Picture a wall that stares back at you. Or a uniform that shows a soldier a 360-degree view of the battlefield. Both scenarios are possible courtesy of a new generation of flexible, translucent fibers developed by researchers at the Massachusetts Institute of Technology (MIT) in Cambridge. These so-called multimaterial fibers can turn incoming light waves into images without the need for a camera lens. And unlike fiber optic cables, they can transmit images that have been captured across their entire length.
Current cameras rely on lenses to produce a recognizable image. The curved glass or plastic of a lens focuses light waves reflected off an object onto a surface that can display the resulting images, either film or, in the case of digital cameras, charged-coupled devices. The idea has worked well for decades, but it's always contained an Achilles' heel: Damage the lens, and you lose or diminish the ability to see.
The multimaterial fibers developed by the MIT team could solve this problem and provide a host of other benefits. The fibers consist of an array of metal electrodes connected to a semiconductor and are covered by an insulating polymer sheath. The semiconductor layer in the fiber detects light and relays signals via the electrodes to a microprocessor, which combines the signals from an array of the fibers to determine the light's intensity, direction, and color. Visualization software then takes that data and recreates the source image and displays it on a monitor screen. And the whole process is accomplished without a lens.
In experiments reported  online this week in Nano Letters, the MIT researchers were able to create an image of a smiley face on a video screen by placing a web of the fibers in front of the drawn image. They also demonstrated how the multimaterial fibers could be woven into an optical fabric--a flexible camera--that could serve as stealth wallpaper or be incorporated into a soldier's uniform to scan the battlefield in all directions and send images to a video monitor in the soldier's helmet.
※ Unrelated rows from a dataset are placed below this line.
/*
    etsy-seo-rs | Rust CLI tool to audit and fix Etsy listing SEO.
    Copyright (C) 2025  Israel Alberto Roldan Vega

    This program is free software: you can redistribute it and/or modify
    it under the terms of the GNU Affero General Public License as published
    by the Free Software Foundation, either version 3 of the License, or
    (at your option) any later version.

    This program is distributed in the hope that it will be useful,
    but WITHOUT ANY WARRANTY; without even the implied warranty of
    MERCHANTABILITY or FITNESS FOR A PARTICULAR PURPOSE.  See the
    GNU Affero General Public License for more details.

    You should have received a copy of the GNU Affero General Public License
    along with this program.  If not, see <https://www.gnu.org/licenses/>.
*/

use crate::http::build_client;
use crate::rate_limit::RateLimiter;
use crate::token::Token;
use log::{debug, warn};
use reqwest::header::{HeaderMap, RETRY_AFTER};
use reqwest::{RequestBuilder, Response, StatusCode};
use serde::de::DeserializeOwned;
use serde::Serialize;
use std::time::Duration;
use thiserror::Error;
use tokio::sync::Mutex;
use tokio::time::sleep;

/// Wait applied on HTTP 429 when the response carries no usable `Retry-After`.
pub const DEFAULT_RETRY_AFTER_SECS: u64 = 5;

#[derive(Error, Debug)]
pub enum ClientError {
    #[error("Rate limited by Etsy (waited {0:?}); retry the request")]
    RateLimited(Duration),
    #[error("Etsy API error {status}: {body}")]
    Api { status: u16, body: String },
    #[error("HTTP error: {0}")]
    Http(#[from] reqwest::Error),
}

impl ClientError {
    pub fn status(&self) -> Option<u16> {
        match self {
            ClientError::RateLimited(_) => Some(StatusCode::TOO_MANY_REQUESTS.as_u16()),
            ClientError::Api { status, .. } => Some(*status),
            ClientError::Http(e) => e.status().map(|s| s.as_u16()),
        }
    }
}

/// Thin authenticated wrapper around the Etsy Open API v3.
///
/// Every request carries `x-api-key` and the bearer token, and passes through
/// the fixed-interval limiter first.
pub struct EtsyClient {
    http: reqwest::Client,
    base_url: String,
    api_key: String,
    access_token: String,
    limiter: Mutex<RateLimiter>,
}

impl EtsyClient {
    pub fn new(
        api_key: impl Into<String>,
        token: &Token,
        base_url: impl Into<String>,
        min_interval: Duration,
    ) -> Self {
        Self {
            http: build_client(),
            base_url: base_url.into().trim_end_matches('/').to_string(),
            api_key: api_key.into(),
            access_token: token.access_token.clone(),
            limiter: Mutex::new(RateLimiter::new(min_interval)),
        }
    }

    pub fn base_url(&self) -> &str {
        &self.base_url
    }

    pub async fn get<T: DeserializeOwned>(
        &self,
        path: &str,
        query: &[(&str, String)],
    ) -> Result<T, ClientError> {
        let url = format!("{}{}", self.base_url, path);
        debug!("GET {url} {query:?}");
        let request = self.http.get(url).query(query);
        self.execute(request).await
    }

    pub async fn patch<B: Serialize + ?Sized, T: DeserializeOwned>(
        &self,
        path: &str,
        body: &B,
    ) -> Result<T, ClientError> {
        let url = format!("{}{}", self.base_url, path);
        debug!("PATCH {url}");
        let request = self.http.patch(url).json(body);
        self.execute(request).await
    }

    async fn execute<T: DeserializeOwned>(&self, request: RequestBuilder) -> Result<T, ClientError> {
        self.limiter.lock().await.wait().await;

        let response = request
            .header("x-api-key", &self.api_key)
            .bearer_auth(&self.access_token)
            .send()
            .await?;

        let response = handle_response(response).await?;
        Ok(response.json().await?)
    }
}

/// Maps non-success responses onto [`ClientError`].
///
/// A 429 sleeps for the advertised `Retry-After` before returning, so the
/// caller can re-issue the request immediately.
async fn handle_response(response: Response) -> Result<Response, ClientError> {
    let status = response.status();
    if status == StatusCode::TOO_MANY_REQUESTS {
        let wait = retry_after(response.headers());
        warn!("Rate limited. Waiting {}s...", wait.as_secs());
        sleep(wait).await;
        return Err(ClientError::RateLimited(wait));
    }
    if !status.is_success() {
        let body = response.text().await.unwrap_or_default();
        return Err(ClientError::Api {
            status: status.as_u16(),
            body,
        });
    }
    Ok(response)
}

/// Seconds from the `Retry-After` header, falling back to five seconds.
pub fn retry_after(headers: &HeaderMap) -> Duration {
    let secs = headers
        .get(RETRY_AFTER)
        .and_then(|v| v.to_str().ok())
        .and_then(|v| v.trim().parse::<u64>().ok())
        .unwrap_or(DEFAULT_RETRY_AFTER_SECS);
    Duration::from_secs(secs)
}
Materials scientist and co-author Yoel Fink says the technology eliminates the drawback of lenses by allowing the entire surface area of the fabric to collect images. So if one part gets damaged or degraded, the remainder can still function.
It's an interesting concept that "should inspire others to find ways to integrate nanoscale components," says materials scientist Rod Ruoff of the University of Texas, Austin. "I found myself wondering, for example, whether such components might conceivably be embedded in glass fibers, as well as in polymer fibers."